- Born: September 3, 1969 (age 56) Campbellton, New Brunswick, Canada
- Height: 5 ft 10 in (178 cm)
- Weight: 185 lb (84 kg; 13 st 3 lb)
- Position: Centre
- Shot: Left
- Played for: CoHL Saginaw Wheels ECHL Mississippi Sea Wolves Hampton Roads Admirals Tallahassee Tiger Sharks Jackson Bandits UHL Saginaw/Ohio Gears Elmira Jackals Flint Generals Missouri River Otters Kalamazoo Wings WCHL Bakersfield Condors CHL San Angelo Saints Topeka Tarantulas
- NHL draft: Undrafted
- Playing career: 1995–2005

= Troy Mann =

Canadian ice hockey player

Troy Mann (born September 3, 1969) is a Canadian former professional ice hockey player who is currently the head coach of the Kingston Frontenacs of the OHL.

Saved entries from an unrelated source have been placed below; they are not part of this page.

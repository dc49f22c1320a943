use crate::error::Result;
use crate::models::notification::Notification;
use sqlx::{PgConnection, PgPool};
use uuid::Uuid;

const RECENT_LIMIT: i64 = 10;

#[derive(Clone)]
pub struct NotificationService {
    pool: PgPool,
}

impl NotificationService {
    pub fn new(pool: PgPool) -> Self {
        Self { pool }
    }

    pub async fn create(
        conn: &mut PgConnection,
        user_id: Uuid,
        message: &str,
        link: &str,
    ) -> Result<Notification> {
        let row = sqlx::query_as::<_, Notification>(
            r#"
            INSERT INTO notifications (user_id, message, link)
            VALUES ($1, $2, $3)
            RETURNING id, user_id, message, link, is_read, created_at
            "#,
        )
        .bind(user_id)
        .bind(message)
        .bind(link)
        .fetch_one(&mut *conn)
        .await?;
        Ok(row)
    }

    /// The user's most recent notifications, read or not.
    pub async fn list_recent(&self, user_id: Uuid) -> Result<Vec<Notification>> {
        let rows = sqlx::query_as::<_, Notification>(
            r#"
            SELECT id, user_id, message, link, is_read, created_at
            FROM notifications
            WHERE user_id = $1
            ORDER BY created_at DESC
            LIMIT $2
            "#,
        )
        .bind(user_id)
        .bind(RECENT_LIMIT)
        .fetch_all(&self.pool)
        .await?;
        Ok(rows)
    }

    pub async fn mark_all_read(&self, user_id: Uuid) -> Result<u64> {
        let res = sqlx::query(
            "UPDATE notifications SET is_read = TRUE WHERE user_id = $1 AND is_read = FALSE",
        )
        .bind(user_id)
        .execute(&self.pool)
        .await?;
        Ok(res.rows_affected())
    }
}
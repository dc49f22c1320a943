use crm_backend::{
    config::{Config, LogFormat},
    database::pool::{create_pool, run_migrations},
    routes::build_router,
    AppState,
};
use std::net::SocketAddr;
use tokio::net::TcpListener;
use tracing::info;
use tracing_subscriber::{layer::SubscriberExt, util::SubscriberInitExt, EnvFilter};

#[tokio::main]
async fn main() -> anyhow::Result<()> {
    let config = Config::from_env()?;
    init_tracing(config.log_format);

    let pool = create_pool(&config).await?;
    run_migrations(&pool).await?;
    info!("Database migrations applied");

    let addr: SocketAddr = config.server_address.parse()?;
    let app = build_router(AppState::new(pool, config));

    info!("Server listening on {}", addr);
    let listener = TcpListener::bind(addr).await?;
    axum::serve(listener, app)
        .with_graceful_shutdown(shutdown_signal())
        .await?;

    info!("Server stopped");
    Ok(())
}

fn init_tracing(format: LogFormat) {
    let filter = EnvFilter::try_from_default_env()
        .unwrap_or_else(|_| EnvFilter::new("crm_backend=info,tower_http=info"));
    let registry = tracing_subscriber::registry().with(filter);
    match format {
        LogFormat::Json => registry.with(tracing_subscriber::fmt::layer().json()).init(),
        LogFormat::Pretty => registry.with(tracing_subscriber::fmt::layer()).init(),
    }
}

async fn shutdown_signal() {
    if let Err(e) = tokio::signal::ctrl_c().await {
        tracing::error!(error = %e, "failed to listen for shutdown signal");
        std::future::pending::<()>().await;
    }
    info!("Shutdown signal received");
}
use chrono::{DateTime, NaiveDate, Utc};
use serde::Serialize;
use sqlx::FromRow;
use uuid::Uuid;

#[derive(Debug, Clone, Serialize, FromRow)]
#[serde(rename_all = "PascalCase")]
pub struct Task {
    #[serde(rename = "TaskID")]
    pub id: Uuid,
    #[serde(rename = "LeadID")]
    pub lead_id: Uuid,
    #[serde(rename = "UserID")]
    pub user_id: Option<Uuid>,
    pub description: String,
    pub due_date: Option<NaiveDate>,
    pub is_completed: bool,
    pub created_at: DateTime<Utc>,
}
use axum::{
    extract::State,
    http::StatusCode,
    response::IntoResponse,
    Json,
};
use serde_json::json;
use uuid::Uuid;

use crate::{
    dto::auth_dto::RegisterPayload,
    error::Result,
    middleware::auth::AdminUser,
    utils::validation::{ValidJson, ValidPath},
    AppState,
};

#[utoipa::path(
    get,
    path = "/api/users",
    responses(
        (status = 200, description = "All accounts, newest first"),
        (status = 403, description = "Admin role required")
    )
)]
#[axum::debug_handler]
pub async fn list_users(
    State(state): State<AppState>,
    AdminUser(_admin): AdminUser,
) -> Result<impl IntoResponse> {
    let users = state.user_service.list().await?;
    Ok(Json(users))
}

#[utoipa::path(
    get,
    path = "/api/users/sales",
    responses(
        (status = 200, description = "Sales users for the assignment picker"),
        (status = 403, description = "Admin role required")
    )
)]
#[axum::debug_handler]
pub async fn list_sales_users(
    State(state): State<AppState>,
    AdminUser(_admin): AdminUser,
) -> Result<impl IntoResponse> {
    let users = state.user_service.list_sales().await?;
    Ok(Json(users))
}

#[utoipa::path(
    get,
    path = "/api/users/{id}",
    params(
        ("id" = Uuid, Path, description = "User ID")
    ),
    responses(
        (status = 200, description = "User found"),
        (status = 403, description = "Admin role required"),
        (status = 404, description = "User not found")
    )
)]
#[axum::debug_handler]
pub async fn get_user(
    State(state): State<AppState>,
    AdminUser(_admin): AdminUser,
    ValidPath(id): ValidPath<Uuid>,
) -> Result<impl IntoResponse> {
    let user = state.user_service.get(id).await?;
    Ok(Json(user))
}

#[utoipa::path(
    post,
    path = "/api/users",
    responses(
        (status = 201, description = "User created"),
        (status = 400, description = "Missing or invalid fields"),
        (status = 403, description = "Admin role required"),
        (status = 409, description = "User already exists")
    )
)]
#[axum::debug_handler]
pub async fn create_user(
    State(state): State<AppState>,
    AdminUser(_admin): AdminUser,
    ValidJson(payload): ValidJson<RegisterPayload>,
) -> Result<impl IntoResponse> {
    let user_id = state.user_service.create(payload).await?;
    Ok((
        StatusCode::CREATED,
        Json(json!({ "message": "User created.", "userId": user_id })),
    ))
}

#[utoipa::path(
    delete,
    path = "/api/users/{id}",
    params(
        ("id" = Uuid, Path, description = "User ID")
    ),
    responses(
        (status = 200, description = "User deleted, their leads unassigned"),
        (status = 400, description = "Cannot delete yourself"),
        (status = 404, description = "User not found"),
        (status = 409, description = "User still created leads")
    )
)]
#[axum::debug_handler]
pub async fn delete_user(
    State(state): State<AppState>,
    AdminUser(admin): AdminUser,
    ValidPath(id): ValidPath<Uuid>,
) -> Result<impl IntoResponse> {
    state.user_service.delete(id, &admin).await?;
    Ok(Json(json!({ "message": "Deleted" })))
}
use chrono::{DateTime, Utc};
use serde::Serialize;
use sqlx::FromRow;
use uuid::Uuid;

#[derive(Debug, Clone, Serialize, FromRow)]
#[serde(rename_all = "PascalCase")]
pub struct Comment {
    #[serde(rename = "CommentID")]
    pub id: Uuid,
    #[serde(rename = "LeadID")]
    pub lead_id: Uuid,
    #[serde(rename = "UserID")]
    pub user_id: Option<Uuid>,
    pub comment_text: String,
    pub created_at: DateTime<Utc>,
    pub username: Option<String>,
}
use crate::error::{Error, Result};
use crate::middleware::auth::CurrentUser;
use crate::models::lead::LeadStatus;
use crate::models::lead_log::LeadAction;
use crate::services::lead_log_service::LeadLogService;
use futures::TryStreamExt;
use serde::Serialize;
use sqlx::{Acquire, FromRow, PgConnection, PgPool};
use uuid::Uuid;

pub const EXPORT_HEADERS: [&str; 5] = ["LeadID", "Name", "ContactInfo", "Status", "AssignedTo"];

#[derive(Debug, Clone, FromRow)]
pub struct ExportRow {
    pub id: Uuid,
    pub name: String,
    pub contact_info: String,
    pub status: LeadStatus,
    pub assigned_to: Option<String>,
}

/// A CSV row that carried both required fields.
#[derive(Debug, Clone, PartialEq, Eq)]
pub struct ImportRow {
    pub name: String,
    pub contact_info: String,
    pub notes: Option<String>,
}

#[derive(Debug, Default)]
pub struct ParsedImport {
    pub rows: Vec<ImportRow>,
    pub skipped: usize,
}

#[derive(Debug, Clone, Default, Serialize)]
pub struct ImportSummary {
    pub message: String,
    pub imported: usize,
    pub skipped: usize,
}

#[derive(Clone)]
pub struct ImportExportService {
    pool: PgPool,
}

impl ImportExportService {
    pub fn new(pool: PgPool) -> Self {
        Self { pool }
    }

    /// Streams every lead out of the database straight into CSV bytes.
    pub async fn export_csv(&self) -> Result<Vec<u8>> {
        let mut writer = csv_writer()?;
        let mut rows = sqlx::query_as::<_, ExportRow>(
            r#"
            SELECT l.id, l.name, l.contact_info, l.status, u.username AS assigned_to
            FROM leads l
            LEFT JOIN users u ON u.id = l.assigned_user_id
            ORDER BY l.created_at DESC, l.id
            "#,
        )
        .fetch(&self.pool);

        let mut count = 0usize;
        while let Some(row) = rows.try_next().await? {
            write_row(&mut writer, &row)?;
            count += 1;
        }

        let bytes = finish(writer)?;
        tracing::info!(rows = count, "leads exported");
        Ok(bytes)
    }

    /// Inserts the parsed rows as Pending leads created by `admin`. Each row
    /// runs under its own savepoint so one bad row never undoes the others.
    pub async fn import(&self, parsed: ParsedImport, admin: &CurrentUser) -> Result<ImportSummary> {
        let mut imported = 0usize;
        let mut skipped = parsed.skipped;

        let mut tx = self.pool.begin().await?;
        for row in &parsed.rows {
            let mut savepoint = (&mut tx).begin().await?;
            match insert_imported(&mut savepoint, row, admin.user_id).await {
                Ok(lead_id) => {
                    savepoint.commit().await?;
                    imported += 1;
                    tracing::debug!(%lead_id, "lead imported");
                }
                Err(err) => {
                    savepoint.rollback().await?;
                    skipped += 1;
                    tracing::debug!(error = %err, name = %row.name, "import row skipped");
                }
            }
        }
        tx.commit().await?;

        tracing::info!(imported, skipped, by = %admin.user_id, "lead import finished");
        Ok(ImportSummary {
            message: "Import complete.".to_string(),
            imported,
            skipped,
        })
    }
}

async fn insert_imported(conn: &mut PgConnection, row: &ImportRow, creator: Uuid) -> Result<Uuid> {
    let lead_id = sqlx::query_scalar::<_, Uuid>(
        r#"
        INSERT INTO leads (name, contact_info, status, notes, created_by_id)
        VALUES ($1, $2, $3, $4, $5)
        RETURNING id
        "#,
    )
    .bind(&row.name)
    .bind(&row.contact_info)
    .bind(LeadStatus::Pending)
    .bind(&row.notes)
    .bind(creator)
    .fetch_one(&mut *conn)
    .await?;

    LeadLogService::record(
        conn,
        lead_id,
        creator,
        LeadAction::Imported,
        "Lead imported via CSV",
    )
    .await?;
    Ok(lead_id)
}

fn csv_writer() -> Result<csv::Writer<Vec<u8>>> {
    let mut writer = csv::WriterBuilder::new()
        .has_headers(false)
        .from_writer(Vec::new());
    writer.write_record(EXPORT_HEADERS)?;
    Ok(writer)
}

fn write_row(writer: &mut csv::Writer<Vec<u8>>, row: &ExportRow) -> Result<()> {
    let id = row.id.to_string();
    writer.write_record([
        id.as_str(),
        row.name.as_str(),
        row.contact_info.as_str(),
        row.status.as_str(),
        row.assigned_to.as_deref().unwrap_or(""),
    ])?;
    Ok(())
}

fn finish(writer: csv::Writer<Vec<u8>>) -> Result<Vec<u8>> {
    writer
        .into_inner()
        .map_err(|e| Error::Internal(format!("Failed to flush CSV: {}", e)))
}

/// Encodes already-loaded rows with the export header.
pub fn encode_csv(rows: &[ExportRow]) -> Result<Vec<u8>> {
    let mut writer = csv_writer()?;
    for row in rows {
        write_row(&mut writer, row)?;
    }
    finish(writer)
}

/// Reads an uploaded CSV. The header row must name `Name` and `ContactInfo`
/// (case-insensitive, `Notes` optional). Rows past `max_rows` are ignored;
/// unreadable rows and rows with a blank required field count as skipped.
pub fn parse_import(bytes: &[u8], max_rows: usize) -> Result<ParsedImport> {
    let bytes = bytes.strip_prefix(b"\xEF\xBB\xBF").unwrap_or(bytes);
    let mut reader = csv::ReaderBuilder::new()
        .flexible(true)
        .trim(csv::Trim::All)
        .from_reader(bytes);

    let headers = reader
        .headers()
        .map_err(|e| Error::BadRequest(format!("Unreadable CSV header: {}", e)))?
        .clone();
    let column = |name: &str| headers.iter().position(|h| h.eq_ignore_ascii_case(name));
    let (Some(name_idx), Some(contact_idx)) = (column("Name"), column("ContactInfo")) else {
        return Err(Error::BadRequest(
            "CSV must have Name and ContactInfo columns.".to_string(),
        ));
    };
    let notes_idx = column("Notes");

    let mut parsed = ParsedImport::default();
    for record in reader.records().take(max_rows) {
        let Ok(record) = record else {
            parsed.skipped += 1;
            continue;
        };
        let field = |idx: usize| record.get(idx).map(str::trim).unwrap_or("");
        let (name, contact_info) = (field(name_idx), field(contact_idx));
        if name.is_empty() || contact_info.is_empty() {
            parsed.skipped += 1;
            continue;
        }
        let notes = notes_idx
            .map(field)
            .filter(|n| !n.is_empty())
            .map(str::to_string);
        parsed.rows.push(ImportRow {
            name: name.to_string(),
            contact_info: contact_info.to_string(),
            notes,
        });
    }
    Ok(parsed)
}

#[cfg(test)]
mod tests {
    use super::*;

    #[test]
    fn parse_keeps_complete_rows_and_counts_the_rest() {
        let csv = "Name,ContactInfo\nAcme,555-1\nNoContact,\n,555-3\n";
        let parsed = parse_import(csv.as_bytes(), 100).unwrap();
        assert_eq!(parsed.rows.len(), 1);
        assert_eq!(parsed.rows[0].name, "Acme");
        assert_eq!(parsed.rows[0].contact_info, "555-1");
        assert_eq!(parsed.skipped, 2);
    }

    #[test]
    fn parse_tolerates_bom_case_and_short_rows() {
        let csv = "\u{feff}name,CONTACTINFO,Notes\n Bob Co , bob@x.com ,vip\nShort\n";
        let parsed = parse_import(csv.as_bytes(), 100).unwrap();
        assert_eq!(
            parsed.rows,
            vec![ImportRow {
                name: "Bob Co".into(),
                contact_info: "bob@x.com".into(),
                notes: Some("vip".into()),
            }]
        );
        assert_eq!(parsed.skipped, 1);
    }

    #[test]
    fn parse_requires_both_columns() {
        let err = parse_import(b"Name,Phone\nAcme,1\n", 100).unwrap_err();
        assert!(matches!(err, Error::BadRequest(_)));
    }

    #[test]
    fn parse_ignores_rows_past_the_limit() {
        let csv = "Name,ContactInfo\na,1\nb,2\nc,3\n";
        let parsed = parse_import(csv.as_bytes(), 2).unwrap();
        assert_eq!(parsed.rows.len(), 2);
        assert_eq!(parsed.skipped, 0);
    }

    #[test]
    fn encode_quotes_fields_and_blanks_missing_assignee() {
        let id = Uuid::new_v4();
        let rows = vec![ExportRow {
            id,
            name: "Smith, Jones & Co".into(),
            contact_info: "555".into(),
            status: LeadStatus::Active,
            assigned_to: None,
        }];
        let text = String::from_utf8(encode_csv(&rows).unwrap()).unwrap();
        let mut lines = text.lines();
        assert_eq!(lines.next(), Some("LeadID,Name,ContactInfo,Status,AssignedTo"));
        assert_eq!(
            lines.next(),
            Some(format!("{},\"Smith, Jones & Co\",555,Active,", id).as_str())
        );
        assert_eq!(lines.next(), None);
    }
}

Born in Campbellton, New Brunswick, Mann began his professional playing career in 1995 with the Saginaw Wheels of the Colonial Hockey League, and played 10 seasons in the professional minor leagues before retiring as a player following the 2004-05 season when he served as a playing assistant coach with the CHL's Topeka Tarantulas. He focused on a coaching career with the 2005–06 ECHL season when he was hired as an assistant coach with the Columbia Inferno, becoming their head coach the following season.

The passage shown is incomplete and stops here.